**Directions for this task:** Starting at the line that holds "pub mod domain;", set down each line through the end of the listing, exactly as written and with nothing added.

================

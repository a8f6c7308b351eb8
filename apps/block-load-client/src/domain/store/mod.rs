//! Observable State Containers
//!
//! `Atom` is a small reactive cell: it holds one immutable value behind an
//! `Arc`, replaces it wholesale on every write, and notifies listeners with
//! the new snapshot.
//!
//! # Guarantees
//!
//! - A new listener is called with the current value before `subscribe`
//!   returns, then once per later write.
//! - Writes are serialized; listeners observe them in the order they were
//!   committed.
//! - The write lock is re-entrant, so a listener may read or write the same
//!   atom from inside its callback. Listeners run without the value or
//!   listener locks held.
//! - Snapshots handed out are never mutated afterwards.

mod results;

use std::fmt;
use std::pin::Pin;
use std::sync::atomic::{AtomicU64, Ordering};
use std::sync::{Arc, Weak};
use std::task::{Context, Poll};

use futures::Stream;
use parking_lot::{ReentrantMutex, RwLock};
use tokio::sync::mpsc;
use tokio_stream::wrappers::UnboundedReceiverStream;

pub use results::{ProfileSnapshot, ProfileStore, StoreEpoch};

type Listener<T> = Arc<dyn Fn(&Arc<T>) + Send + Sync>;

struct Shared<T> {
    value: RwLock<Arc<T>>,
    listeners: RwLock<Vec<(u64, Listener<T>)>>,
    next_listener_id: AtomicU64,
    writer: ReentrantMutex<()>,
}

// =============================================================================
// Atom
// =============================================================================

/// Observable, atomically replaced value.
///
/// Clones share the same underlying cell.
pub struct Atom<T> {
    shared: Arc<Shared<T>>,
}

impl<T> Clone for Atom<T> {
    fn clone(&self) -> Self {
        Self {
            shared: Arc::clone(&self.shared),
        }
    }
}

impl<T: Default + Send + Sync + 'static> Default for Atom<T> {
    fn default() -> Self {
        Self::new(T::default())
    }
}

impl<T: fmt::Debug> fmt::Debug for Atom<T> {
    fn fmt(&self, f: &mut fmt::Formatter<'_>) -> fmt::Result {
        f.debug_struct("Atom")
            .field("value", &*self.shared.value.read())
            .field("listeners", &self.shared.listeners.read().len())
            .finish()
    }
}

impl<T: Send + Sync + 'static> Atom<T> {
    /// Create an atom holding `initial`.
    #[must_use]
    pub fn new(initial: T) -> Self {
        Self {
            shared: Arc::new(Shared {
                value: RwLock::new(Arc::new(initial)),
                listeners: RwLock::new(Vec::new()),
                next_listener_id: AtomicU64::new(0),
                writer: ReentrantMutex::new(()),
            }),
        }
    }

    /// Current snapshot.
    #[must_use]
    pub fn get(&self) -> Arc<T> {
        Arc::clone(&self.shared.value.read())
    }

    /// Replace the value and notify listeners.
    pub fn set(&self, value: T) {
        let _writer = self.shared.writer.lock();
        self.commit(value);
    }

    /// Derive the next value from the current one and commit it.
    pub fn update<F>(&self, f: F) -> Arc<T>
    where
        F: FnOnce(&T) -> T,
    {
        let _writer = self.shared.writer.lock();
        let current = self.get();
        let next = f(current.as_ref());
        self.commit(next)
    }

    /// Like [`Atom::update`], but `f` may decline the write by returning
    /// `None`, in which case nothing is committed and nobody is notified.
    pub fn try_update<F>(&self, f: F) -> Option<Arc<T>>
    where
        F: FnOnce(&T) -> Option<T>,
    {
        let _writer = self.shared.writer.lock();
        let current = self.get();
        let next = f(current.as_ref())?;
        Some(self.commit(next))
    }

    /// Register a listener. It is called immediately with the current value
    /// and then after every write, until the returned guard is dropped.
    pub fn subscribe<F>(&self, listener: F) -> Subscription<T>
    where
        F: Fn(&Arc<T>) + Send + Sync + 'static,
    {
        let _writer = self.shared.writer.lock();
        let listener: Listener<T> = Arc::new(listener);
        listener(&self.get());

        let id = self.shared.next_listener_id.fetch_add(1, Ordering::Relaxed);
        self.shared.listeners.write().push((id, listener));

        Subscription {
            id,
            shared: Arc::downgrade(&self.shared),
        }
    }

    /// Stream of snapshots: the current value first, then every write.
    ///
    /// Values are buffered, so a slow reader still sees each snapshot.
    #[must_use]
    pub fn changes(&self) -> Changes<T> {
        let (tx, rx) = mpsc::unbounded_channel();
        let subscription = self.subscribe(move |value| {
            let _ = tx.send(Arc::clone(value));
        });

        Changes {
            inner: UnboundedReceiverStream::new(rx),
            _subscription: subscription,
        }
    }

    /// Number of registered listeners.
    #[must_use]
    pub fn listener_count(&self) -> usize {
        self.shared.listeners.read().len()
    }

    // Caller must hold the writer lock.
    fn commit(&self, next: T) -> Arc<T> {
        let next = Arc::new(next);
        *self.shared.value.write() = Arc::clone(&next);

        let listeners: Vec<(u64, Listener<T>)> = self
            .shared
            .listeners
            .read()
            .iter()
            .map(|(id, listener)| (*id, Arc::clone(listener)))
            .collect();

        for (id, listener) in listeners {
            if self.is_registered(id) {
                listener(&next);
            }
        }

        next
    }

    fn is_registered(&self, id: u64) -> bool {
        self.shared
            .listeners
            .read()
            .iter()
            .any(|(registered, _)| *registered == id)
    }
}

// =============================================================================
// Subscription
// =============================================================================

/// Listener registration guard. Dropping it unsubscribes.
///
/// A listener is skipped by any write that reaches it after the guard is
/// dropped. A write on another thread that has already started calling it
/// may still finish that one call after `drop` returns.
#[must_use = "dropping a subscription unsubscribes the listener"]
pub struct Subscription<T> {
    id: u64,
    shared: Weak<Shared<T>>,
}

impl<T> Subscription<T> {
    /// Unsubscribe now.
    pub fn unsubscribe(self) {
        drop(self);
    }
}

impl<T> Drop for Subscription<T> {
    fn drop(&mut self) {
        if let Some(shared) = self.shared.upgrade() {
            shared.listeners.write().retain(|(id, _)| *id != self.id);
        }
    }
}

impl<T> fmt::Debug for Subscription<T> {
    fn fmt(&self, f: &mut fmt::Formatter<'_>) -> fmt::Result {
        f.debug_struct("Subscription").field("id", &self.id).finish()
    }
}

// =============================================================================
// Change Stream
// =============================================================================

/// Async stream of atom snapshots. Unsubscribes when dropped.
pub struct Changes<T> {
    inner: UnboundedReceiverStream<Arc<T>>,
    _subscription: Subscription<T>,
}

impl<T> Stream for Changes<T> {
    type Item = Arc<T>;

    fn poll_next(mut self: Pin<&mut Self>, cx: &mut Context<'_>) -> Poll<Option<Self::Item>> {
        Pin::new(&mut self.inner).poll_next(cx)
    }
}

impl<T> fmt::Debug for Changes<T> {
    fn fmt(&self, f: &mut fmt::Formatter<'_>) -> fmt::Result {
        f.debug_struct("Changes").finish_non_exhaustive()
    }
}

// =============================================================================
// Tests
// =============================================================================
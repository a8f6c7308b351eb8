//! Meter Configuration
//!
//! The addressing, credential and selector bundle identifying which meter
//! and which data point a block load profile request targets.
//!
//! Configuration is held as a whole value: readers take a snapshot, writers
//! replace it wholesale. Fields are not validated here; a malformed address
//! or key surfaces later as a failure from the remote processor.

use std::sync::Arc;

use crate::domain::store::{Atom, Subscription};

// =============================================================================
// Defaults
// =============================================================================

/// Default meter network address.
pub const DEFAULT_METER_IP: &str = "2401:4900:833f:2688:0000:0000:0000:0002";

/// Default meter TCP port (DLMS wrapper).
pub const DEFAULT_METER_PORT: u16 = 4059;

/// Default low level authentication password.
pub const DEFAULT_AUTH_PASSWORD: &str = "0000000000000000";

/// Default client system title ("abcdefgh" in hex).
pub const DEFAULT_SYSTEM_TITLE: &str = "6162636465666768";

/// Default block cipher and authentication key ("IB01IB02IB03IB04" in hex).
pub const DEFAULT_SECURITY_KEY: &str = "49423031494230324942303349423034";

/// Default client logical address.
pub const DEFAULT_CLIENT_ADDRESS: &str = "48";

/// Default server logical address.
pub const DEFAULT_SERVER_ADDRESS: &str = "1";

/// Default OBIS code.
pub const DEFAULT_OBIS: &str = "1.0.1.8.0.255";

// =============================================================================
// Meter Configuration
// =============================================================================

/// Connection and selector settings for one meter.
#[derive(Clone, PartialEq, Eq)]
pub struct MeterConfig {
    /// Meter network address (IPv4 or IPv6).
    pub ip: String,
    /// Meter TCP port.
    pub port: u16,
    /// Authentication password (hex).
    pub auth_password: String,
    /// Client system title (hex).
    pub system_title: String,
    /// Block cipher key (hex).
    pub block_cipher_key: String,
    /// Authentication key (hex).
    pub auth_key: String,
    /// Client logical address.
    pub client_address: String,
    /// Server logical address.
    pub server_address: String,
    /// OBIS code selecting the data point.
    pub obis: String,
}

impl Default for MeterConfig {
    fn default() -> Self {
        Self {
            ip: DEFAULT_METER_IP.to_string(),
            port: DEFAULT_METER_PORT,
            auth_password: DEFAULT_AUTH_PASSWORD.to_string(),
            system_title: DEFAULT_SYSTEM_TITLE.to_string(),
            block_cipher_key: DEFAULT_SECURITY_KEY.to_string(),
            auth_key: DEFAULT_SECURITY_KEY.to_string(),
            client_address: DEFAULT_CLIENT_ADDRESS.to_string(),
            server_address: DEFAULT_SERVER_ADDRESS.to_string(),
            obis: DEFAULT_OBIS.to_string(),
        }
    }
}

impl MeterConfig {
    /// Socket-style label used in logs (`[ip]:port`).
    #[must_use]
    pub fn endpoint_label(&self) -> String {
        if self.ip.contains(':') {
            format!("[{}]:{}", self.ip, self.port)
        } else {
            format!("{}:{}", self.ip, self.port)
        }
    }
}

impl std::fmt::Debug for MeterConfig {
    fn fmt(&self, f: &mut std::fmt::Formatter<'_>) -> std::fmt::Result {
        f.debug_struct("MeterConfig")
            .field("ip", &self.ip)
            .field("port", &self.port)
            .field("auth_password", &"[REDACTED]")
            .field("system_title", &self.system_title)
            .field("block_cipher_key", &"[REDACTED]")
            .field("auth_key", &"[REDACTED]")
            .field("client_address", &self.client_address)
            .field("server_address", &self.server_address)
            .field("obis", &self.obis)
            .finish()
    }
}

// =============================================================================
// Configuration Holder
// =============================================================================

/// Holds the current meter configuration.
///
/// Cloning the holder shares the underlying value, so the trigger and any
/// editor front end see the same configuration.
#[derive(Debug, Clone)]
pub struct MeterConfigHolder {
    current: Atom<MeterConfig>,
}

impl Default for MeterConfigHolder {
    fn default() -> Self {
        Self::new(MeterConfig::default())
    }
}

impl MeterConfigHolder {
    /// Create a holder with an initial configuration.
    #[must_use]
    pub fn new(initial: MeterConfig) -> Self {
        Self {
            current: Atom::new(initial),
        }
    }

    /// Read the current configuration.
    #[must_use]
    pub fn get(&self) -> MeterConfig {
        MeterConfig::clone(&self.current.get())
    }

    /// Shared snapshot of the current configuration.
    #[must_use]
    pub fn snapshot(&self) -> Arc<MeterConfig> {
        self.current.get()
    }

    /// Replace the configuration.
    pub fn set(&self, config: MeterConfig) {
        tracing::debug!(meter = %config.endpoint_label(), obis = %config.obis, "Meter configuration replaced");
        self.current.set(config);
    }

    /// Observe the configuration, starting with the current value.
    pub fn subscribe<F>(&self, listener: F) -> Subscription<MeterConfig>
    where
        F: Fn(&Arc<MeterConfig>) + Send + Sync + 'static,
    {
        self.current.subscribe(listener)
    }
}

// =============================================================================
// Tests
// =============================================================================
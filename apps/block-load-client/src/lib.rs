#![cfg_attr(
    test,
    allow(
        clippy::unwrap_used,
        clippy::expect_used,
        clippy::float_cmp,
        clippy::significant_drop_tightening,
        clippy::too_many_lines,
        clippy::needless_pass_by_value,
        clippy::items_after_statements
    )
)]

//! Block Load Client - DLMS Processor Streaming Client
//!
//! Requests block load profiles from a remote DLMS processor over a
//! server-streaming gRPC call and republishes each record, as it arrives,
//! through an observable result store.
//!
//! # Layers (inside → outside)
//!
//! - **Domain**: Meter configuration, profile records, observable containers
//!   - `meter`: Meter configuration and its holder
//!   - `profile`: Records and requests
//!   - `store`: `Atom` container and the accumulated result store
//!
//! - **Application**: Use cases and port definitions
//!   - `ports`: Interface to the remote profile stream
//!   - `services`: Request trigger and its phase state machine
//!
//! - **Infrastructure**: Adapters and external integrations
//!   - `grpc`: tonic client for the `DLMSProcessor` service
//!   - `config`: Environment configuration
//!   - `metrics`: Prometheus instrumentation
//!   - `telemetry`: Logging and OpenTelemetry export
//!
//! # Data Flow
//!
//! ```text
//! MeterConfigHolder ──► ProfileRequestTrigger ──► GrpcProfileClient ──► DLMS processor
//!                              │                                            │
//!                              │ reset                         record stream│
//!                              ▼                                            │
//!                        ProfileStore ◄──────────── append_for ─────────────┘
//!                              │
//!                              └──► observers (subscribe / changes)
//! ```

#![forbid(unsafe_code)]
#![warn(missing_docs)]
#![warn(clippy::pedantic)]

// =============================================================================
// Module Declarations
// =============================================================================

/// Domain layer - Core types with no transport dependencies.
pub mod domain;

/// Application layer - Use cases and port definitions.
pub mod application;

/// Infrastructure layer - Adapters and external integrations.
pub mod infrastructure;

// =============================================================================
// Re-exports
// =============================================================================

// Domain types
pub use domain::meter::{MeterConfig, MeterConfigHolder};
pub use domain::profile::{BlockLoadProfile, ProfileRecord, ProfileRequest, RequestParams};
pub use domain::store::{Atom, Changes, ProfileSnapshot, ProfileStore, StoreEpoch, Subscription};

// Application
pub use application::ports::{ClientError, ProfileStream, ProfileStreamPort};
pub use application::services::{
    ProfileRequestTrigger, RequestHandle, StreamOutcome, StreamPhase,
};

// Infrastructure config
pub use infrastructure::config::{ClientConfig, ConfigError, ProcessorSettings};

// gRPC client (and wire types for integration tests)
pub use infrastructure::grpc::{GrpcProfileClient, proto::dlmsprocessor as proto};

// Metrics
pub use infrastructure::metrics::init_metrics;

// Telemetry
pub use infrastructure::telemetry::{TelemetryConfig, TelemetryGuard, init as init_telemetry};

================

**Output of the task:**
pub mod domain;

/// Application layer - Use cases and port definitions.
pub mod application;

/// Infrastructure layer - Adapters and external integrations.
pub mod infrastructure;

// =============================================================================
// Re-exports
// =============================================================================

// Domain types
pub use domain::meter::{MeterConfig, MeterConfigHolder};
pub use domain::profile::{BlockLoadProfile, ProfileRecord, ProfileRequest, RequestParams};
pub use domain::store::{Atom, Changes, ProfileSnapshot, ProfileStore, StoreEpoch, Subscription};

// Application
pub use application::ports::{ClientError, ProfileStream, ProfileStreamPort};
pub use application::services::{
    ProfileRequestTrigger, RequestHandle, StreamOutcome, StreamPhase,
};

// Infrastructure config
pub use infrastructure::config::{ClientConfig, ConfigError, ProcessorSettings};

// gRPC client (and wire types for integration tests)
pub use infrastructure::grpc::{GrpcProfileClient, proto::dlmsprocessor as proto};

// Metrics
pub use infrastructure::metrics::init_metrics;

// Telemetry
pub use infrastructure::telemetry::{TelemetryConfig, TelemetryGuard, init as init_telemetry};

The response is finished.